По ЛЮЦИАНА МОЛИНА*
Список Фювеста даже не затрагивает структуру, которая угнетает меня как женщину, но он затрудняет мою работу как учителя литературы, желающего поделиться особым восприятием литературных объектов в классе.
«Я верен биографическим событиям. Более чем верный, ох, в такой ловушке!
(Ана Кристина Сезар).
1.
Был выпущен новый список литературы для Fuvest, действующий с 2026 по 2028 год, в который включены только произведения авторов-женщин. После этого была опубликована реклама «Открытое письмо профессоров университетов и литературных критиков», выступая против списка Fuvest. Наблюдению со стороны все это кажется очень странным. В USP есть специалисты по этому предмету, и, видимо, они упустили возможность проконсультироваться с ними по поводу выбора книг для собственного вступительного экзамена в университет.

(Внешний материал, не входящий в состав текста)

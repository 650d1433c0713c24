//! Shards and their resharding lineage.

use std::{fmt::Display, sync::Arc};

use crate::sequence::SequenceNumber;

/// Identifier of a shard, unique within a stream.
#[derive(Debug, Clone, PartialEq, Eq, PartialOrd, Ord, Hash)]
pub struct ShardId(Arc<str>);

impl ShardId {
    pub fn new(id: impl Into<Arc<str>>) -> Self {
        Self(id.into())
    }

    pub fn as_str(&self) -> &str {
        &self.0
    }
}

impl From<&str> for ShardId {
    fn from(value: &str) -> Self {
        Self::new(value)
    }
}

impl From<String> for ShardId {
    fn from(value: String) -> Self {
        Self::new(value)
    }
}

impl Display for ShardId {
    fn fmt(&self, f: &mut std::fmt::Formatter<'_>) -> std::fmt::Result {
        f.write_str(&self.0)
    }
}

/// Sequence numbers a shard covers; `end` is set once the shard is closed.
#[derive(Debug, Clone, PartialEq, Eq)]
pub struct SequenceNumberRange {
    pub start: SequenceNumber,
    pub end: Option<SequenceNumber>,
}

/// A shard as reported by `ListShards`.
#[derive(Debug, Clone, PartialEq, Eq)]
pub struct Shard {
    pub id: ShardId,
    /// The shard this one was split from, or the first of two merged shards.
    pub parent: Option<ShardId>,
    /// The second shard of a merge.
    pub adjacent_parent: Option<ShardId>,
    pub sequence_number_range: SequenceNumberRange,
}

impl Shard {
    /// An open shard with no lineage.
    pub fn new(id: impl Into<ShardId>, start: impl Into<SequenceNumber>) -> Self {
        Self {
            id: id.into(),
            parent: None,
            adjacent_parent: None,
            sequence_number_range: SequenceNumberRange {
                start: start.into(),
                end: None,
            },
        }
    }

    pub fn with_parent(mut self, parent: impl Into<ShardId>) -> Self {
        self.parent = Some(parent.into());
        self
    }

    pub fn with_adjacent_parent(mut self, parent: impl Into<ShardId>) -> Self {
        self.adjacent_parent = Some(parent.into());
        self
    }

    pub fn with_end(mut self, end: impl Into<SequenceNumber>) -> Self {
        self.sequence_number_range.end = Some(end.into());
        self
    }

    /// Closed shards accept no new records.
    pub fn is_closed(&self) -> bool {
        self.sequence_number_range.end.is_some()
    }

    pub fn end(&self) -> Option<&SequenceNumber> {
        self.sequence_number_range.end.as_ref()
    }

    /// Parent and adjacent parent, whichever are present.
    pub fn parents(&self) -> impl Iterator<Item = &ShardId> {
        self.parent.iter().chain(self.adjacent_parent.iter())
    }
}

/// A child reported by `GetRecords` when its parent closes.
#[derive(Debug, Clone, PartialEq, Eq)]
pub struct ChildShard {
    pub id: ShardId,
    /// Every shard that must be fully consumed before this one may start.
    pub parents: Vec<ShardId>,
}

impl ChildShard {
    pub fn new(id: impl Into<ShardId>, parents: impl IntoIterator<Item = ShardId>) -> Self {
        Self {
            id: id.into(),
            parents: parents.into_iter().collect(),
        }
    }
}

/// Where a shard is in its consumption lifecycle.
///
/// `Discovered -> Active -> FullyConsumed`; a fully consumed shard is never revisited.
#[derive(Debug, Clone, Copy, PartialEq, Eq)]
pub enum ShardState {
    Discovered,
    Active,
    FullyConsumed,
}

Как будто мы все еще живем во времена эпистемологического отрицания. Раньше плоское заземление и хлорохин для борьбы с Covid-19... Сейчас наша академия, похоже, считает, что в литературоведении нет никакой специфики и специализации. Какая сцена!
В ходе дискуссии обостряется проблема определения того, что такое «канон», который для некоторых кажется синонимом произведений, написанных цисгендерными белыми мужчинами. Но канон – это скорее набор освященных дел, и этот набор дел меняется с течением времени.
В связи с этим ирония Пауло Франкетти, для тех, кто действительно уделяет внимание дискуссии, развлекает и наставляет: «Я там читал, например, что «традиционно литературный канон ценит уже сложившихся авторов». Трудно представить, что имели в виду авторы. Традиция, канон и посвящение предстают там в нелепой лаписсаде. Мы можем вносить изменения в эти термины. Традиция ценит известных авторов, традиция — это посвящение авторов, известные авторы — это традиция; канон ценит традицию, канон — традицией, канон — посвящением».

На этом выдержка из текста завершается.